From Voices of Youth


 Young people are making their voices heard at the World Humanitarian Summit — Voices of Youth

Chloe Reynaldo from the Philippines is one of the young people attending the first-ever World Humanitarian Summit in Istanbul. On Tuesday 24 May, she will speak at the Special Session on ‘Transforming Humanitarian Action with and for Young People’. Here is what she had to say to youth looking to get involved:

1. According to you, why should young people care about the World Humanitarian Summit?

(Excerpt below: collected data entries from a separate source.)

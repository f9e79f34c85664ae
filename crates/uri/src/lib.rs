//! Bidirectional URI structural codec.
//!
//! WHY: request dispatch and forwarding need to take arbitrary URIs apart,
//! hierarchical or opaque, absolute or relative, and put them back together
//! without losing information, while normalizing case, default ports and
//! reserved-character escaping.
//!
//! WHAT: an RFC 3986 oriented codec between strings and the immutable
//! [`UriDocument`] record, plus the building blocks it is made of:
//! percent codec, token-aware path segmenter, multi-valued query codec,
//! `{name}` template expansion, and the default-port registry.
//!
//! HOW: pure functions over owned strings; parsing decomposes components
//! leaf-first and serialization is the exact inverse, so [`normalize`]
//! (encode after parse) is idempotent.

mod authority;
mod document;
mod error;
pub mod percent;
pub mod ports;
mod query;
mod segments;
mod template;

pub use authority::Authority;
pub use document::{normalize, UriDocument, UriPath};
pub use error::UriSyntaxError;
pub use query::{QueryMap, QueryValue};
pub use segments::{join_segments, split_segments, PATH_DELIMITER};
pub use template::expand;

I believe that any event concerning global welfare should be relevant to all young people. It is a world after all that we will soon inherit, with the attendant problems and issues. I think that the Compact for Young People in Humanitarian Action (which will be launched on the 24th) is something young people should really consider – after all, one of its main goals is to increase the involvement and participation of the youth. Young people should start to focus on and understand the issues of the world, so that they can become enlightened members of society who can contribute and lead during humanitarian settings, instead of remaining passive victims or observers.

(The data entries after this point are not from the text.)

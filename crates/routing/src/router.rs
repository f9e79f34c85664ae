//! The router: an atomically swappable route table plus the external
//! dispatch facility it keeps in sync during reloads.

use std::sync::{Arc, Mutex, PoisonError};

use arc_swap::ArcSwap;
use tracing::{debug, info, warn};

use crate::entry::{RouteDirective, RouteEntry};
use crate::error::{DirectiveAction, DirectiveFailure, DispatchError, ReloadError};
use crate::method::Method;
use crate::table::{RouteMatch, RouteTable};

/// External facility that mirrors the live route set, e.g. an OS protocol
/// handler registry or an upstream gateway.
pub trait DispatchRegistry: Send + Sync {
    /// Called for each route added by a reload.
    ///
    /// # Errors
    ///
    /// Returns a [`DispatchError`] when the facility rejects the route.
    fn register(&self, entry: &RouteEntry) -> Result<(), DispatchError>;

    /// Called for each route removed by a reload.
    ///
    /// # Errors
    ///
    /// Returns a [`DispatchError`] when the facility rejects the removal.
    fn unregister(&self, entry: &RouteEntry) -> Result<(), DispatchError>;
}

/// Dispatch registry that accepts everything and does nothing. Used when no
/// external facility needs mirroring.
#[derive(Clone, Copy, Debug, Default)]
pub struct NullDispatch;

impl DispatchRegistry for NullDispatch {
    fn register(&self, _entry: &RouteEntry) -> Result<(), DispatchError> {
        Ok(())
    }

    fn unregister(&self, _entry: &RouteEntry) -> Result<(), DispatchError> {
        Ok(())
    }
}

/// Route lookup front-end with atomic hot reload.
///
/// Lookups read a snapshot of the current table and never block. Reloads are
/// serialized by an internal lock and publish the new table in one atomic
/// swap: a concurrent lookup sees either the old table or the new one, never
/// a mix.
pub struct Router {
    table: ArcSwap<RouteTable>,
    dispatch: Arc<dyn DispatchRegistry>,
    reload_lock: Mutex<()>,
}

impl Router {
    /// Creates a router with an empty table and no external dispatch.
    #[must_use]
    pub fn new() -> Self {
        Self::with_dispatch(Arc::new(NullDispatch))
    }

    /// Creates a router mirroring route changes into `dispatch`.
    #[must_use]
    pub fn with_dispatch(dispatch: Arc<dyn DispatchRegistry>) -> Self {
        Self {
            table: ArcSwap::from_pointee(RouteTable::default()),
            dispatch,
            reload_lock: Mutex::new(()),
        }
    }

    /// The current table snapshot.
    #[must_use]
    pub fn table(&self) -> Arc<RouteTable> {
        self.table.load_full()
    }

    /// Looks the request up in the current table snapshot.
    #[must_use]
    pub fn matches(&self, method: Method, path: &str) -> Option<RouteMatch> {
        self.table.load().find(method, path)
    }

    /// Compiles `directives` and swaps them in as the new table.
    ///
    /// # Errors
    ///
    /// Returns [`ReloadError::InvalidDirective`] without touching the live
    /// table when any directive fails to compile, or
    /// [`ReloadError::Dispatch`] when the new table was published but some
    /// dispatch (un)registrations failed.
    pub fn reload(&self, directives: &[RouteDirective]) -> Result<(), ReloadError> {
        let mut entries = Vec::with_capacity(directives.len());
        for directive in directives {
            entries.push(RouteEntry::from_directive(directive)?);
        }
        self.reload_entries(entries)
    }

    /// Swaps `entries` in as the new table, mirroring the set difference
    /// against the old table into the dispatch registry.
    ///
    /// Additions are registered before the swap so a request matched against
    /// the new table finds its dispatch in place; removals are unregistered
    /// after, once no new lookup can reach them. Every directive is
    /// attempted; failures are collected rather than aborting the reload.
    ///
    /// # Errors
    ///
    /// Returns [`ReloadError::Dispatch`] listing each failed directive. The
    /// new table is live even when this errors.
    pub fn reload_entries(&self, entries: Vec<RouteEntry>) -> Result<(), ReloadError> {
        let _guard = self
            .reload_lock
            .lock()
            .unwrap_or_else(PoisonError::into_inner);

        let old = self.table.load_full();
        let mut failures = Vec::new();
        let mut added = 0usize;

        // set difference over full entries: an edited route counts as one
        // removal plus one addition
        for entry in entries.iter().filter(|e| !old.entries().contains(e)) {
            added += 1;
            debug!(route = %entry.label(), "registering route");
            if let Err(failure) = self.dispatch.register(entry) {
                warn!(route = %entry.label(), error = %failure, "route registration failed");
                failures.push(DirectiveFailure {
                    action: DirectiveAction::Register,
                    directive: entry.label(),
                    source: failure,
                });
            }
        }

        let removed: Vec<RouteEntry> = old
            .entries()
            .iter()
            .filter(|e| !entries.contains(e))
            .cloned()
            .collect();

        let total = entries.len();
        self.table.store(Arc::new(RouteTable::new(entries)));
        info!(
            routes = total,
            added,
            removed = removed.len(),
            "route table published"
        );

        for entry in &removed {
            debug!(route = %entry.label(), "unregistering route");
            if let Err(failure) = self.dispatch.unregister(entry) {
                warn!(route = %entry.label(), error = %failure, "route unregistration failed");
                failures.push(DirectiveFailure {
                    action: DirectiveAction::Unregister,
                    directive: entry.label(),
                    source: failure,
                });
            }
        }

        if failures.is_empty() {
            Ok(())
        } else {
            Err(ReloadError::Dispatch(failures))
        }
    }
}

impl Default for Router {
    fn default() -> Self {
        Self::new()
    }
}

impl std::fmt::Debug for Router {
    fn fmt(&self, f: &mut std::fmt::Formatter<'_>) -> std::fmt::Result {
        f.debug_struct("Router")
            .field("routes", &self.table.load().len())
            .finish_non_exhaustive()
    }
}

2. What are you looking forward to the most?

I am looking forward to hearing the opinions of the prestigious line-up of panelists. These people have worked in their respective fields far longer than I have and their experience and expertise and as well as insights, would prove to be very informative. I am excited to hear about their views and commitment to the Compact. I am also looking forward to the participation of the private sector, notably on the impact of their contribution towards humanitarian causes and crisis situations.

3. Who inspires you?

My parents are my inspiration. My mother, an educator, and my father, who works for Plan International, are both learned and enlightened individuals. They always support me in every endeavor, and it is because of them that I am able to do what I do. Their care has helped me grow into an enlightened individual myself, and I wish every child is allowed to grow as I have. Another source of inspiration is the young people I meet through my work as a Peer Educator, whose stories always resonate and which I carry with me through every session, seminar, or lesson I give.

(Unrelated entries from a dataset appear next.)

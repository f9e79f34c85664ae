//! Path segmentation that is aware of embedded substitution tokens.
//!
//! A raw path is split on `/`, except that delimiters falling inside a
//! substitution token (`{name}` or `%name%`) are opaque: the token is glued
//! to the segment it started in and is never split mid-token. Splitting
//! scans the non-token spans normally and interleaves the token spans back
//! at the right position.

use lazy_regex::{lazy_regex, Lazy, Regex};

/// The path delimiter.
pub const PATH_DELIMITER: char = '/';

/// Substitution-token grammar. `{...}` tokens may contain delimiters
/// (nested-document addressing); `%...%` tokens must start with a letter or
/// underscore so percent escapes like `%2F` are never mistaken for tokens.
pub(crate) static SUBSTITUTION_TOKEN: Lazy<Regex> =
    lazy_regex!(r"\{[^{}]+\}|%[A-Za-z_][A-Za-z0-9_./-]*%");

/// Splits `path` into an ordered list of segments.
///
/// Exactly one leading and one trailing delimiter are stripped when present.
/// Consecutive delimiters outside tokens yield empty segments; delimiters
/// inside substitution tokens are not split points. A token immediately
/// preceded by a delimiter starts a new segment; otherwise it is appended to
/// the segment in progress.
#[must_use]
pub fn split_segments(path: &str) -> Vec<String> {
    let trimmed = path.strip_prefix(PATH_DELIMITER).unwrap_or(path);
    let trimmed = trimmed.strip_suffix(PATH_DELIMITER).unwrap_or(trimmed);

    if trimmed.is_empty() {
        return Vec::new();
    }

    let mut segments: Vec<String> = Vec::new();
    // True when the next span starts a fresh segment (start of path, or the
    // previous span ended exactly on a delimiter).
    let mut at_boundary = true;
    let mut cursor = 0;

    for token in SUBSTITUTION_TOKEN.find_iter(trimmed) {
        split_plain_span(
            &trimmed[cursor..token.start()],
            &mut segments,
            &mut at_boundary,
        );

        if at_boundary {
            segments.push(token.as_str().to_string());
            at_boundary = false;
        } else if let Some(last) = segments.last_mut() {
            last.push_str(token.as_str());
        } else {
            segments.push(token.as_str().to_string());
        }

        cursor = token.end();
    }

    let tail = &trimmed[cursor..];
    split_plain_span(tail, &mut segments, &mut at_boundary);
    // a delimiter closing the final span ends an empty segment rather than
    // preceding a token
    if at_boundary && !tail.is_empty() {
        segments.push(String::new());
    }

    segments
}

/// Splits a span known to contain no substitution tokens, extending the
/// segment in progress unless the span opens at a segment boundary. A
/// delimiter ending the span is recorded as a boundary for whatever follows,
/// not as an empty segment.
fn split_plain_span(span: &str, segments: &mut Vec<String>, at_boundary: &mut bool) {
    if span.is_empty() {
        return;
    }

    let ends_on_delimiter = span.ends_with(PATH_DELIMITER);
    let mut pieces: Vec<&str> = span.split(PATH_DELIMITER).collect();
    if ends_on_delimiter {
        pieces.pop();
    }

    for (index, piece) in pieces.into_iter().enumerate() {
        if index == 0 && !*at_boundary {
            if let Some(last) = segments.last_mut() {
                last.push_str(piece);
                continue;
            }
        }
        segments.push(piece.to_string());
    }

    *at_boundary = ends_on_delimiter;
}

/// Joins `segments` with a single delimiter between each pair.
///
/// The inverse of [`split_segments`]; no delimiter escaping is performed,
/// segments are assumed already percent-encoded where necessary.
#[must_use]
pub fn join_segments<S: AsRef<str>>(segments: &[S]) -> String {
    segments
        .iter()
        .map(AsRef::as_ref)
        .collect::<Vec<&str>>()
        .join("/")
}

4. What’s your advice to young people who want to make a difference but aren’t sure how?

Start with small steps. It is advice that everybody gives but it is good advice. I did not magically start speaking at international events all at once. I started at trainings, and small-scale sessions. But that is not even strictly a requirement to get engaged. Helping a less fortunate individual by sharing your food or your time is as good a start as any, as well as volunteering in outreach programs and participating or joining in school- and community-based organizations. But educating one’s self and caring sufficiently enough to really know the other person’s concerns are key to engaging and making a difference. After all, the world may be vast but we are really just connected invariably and inevitably.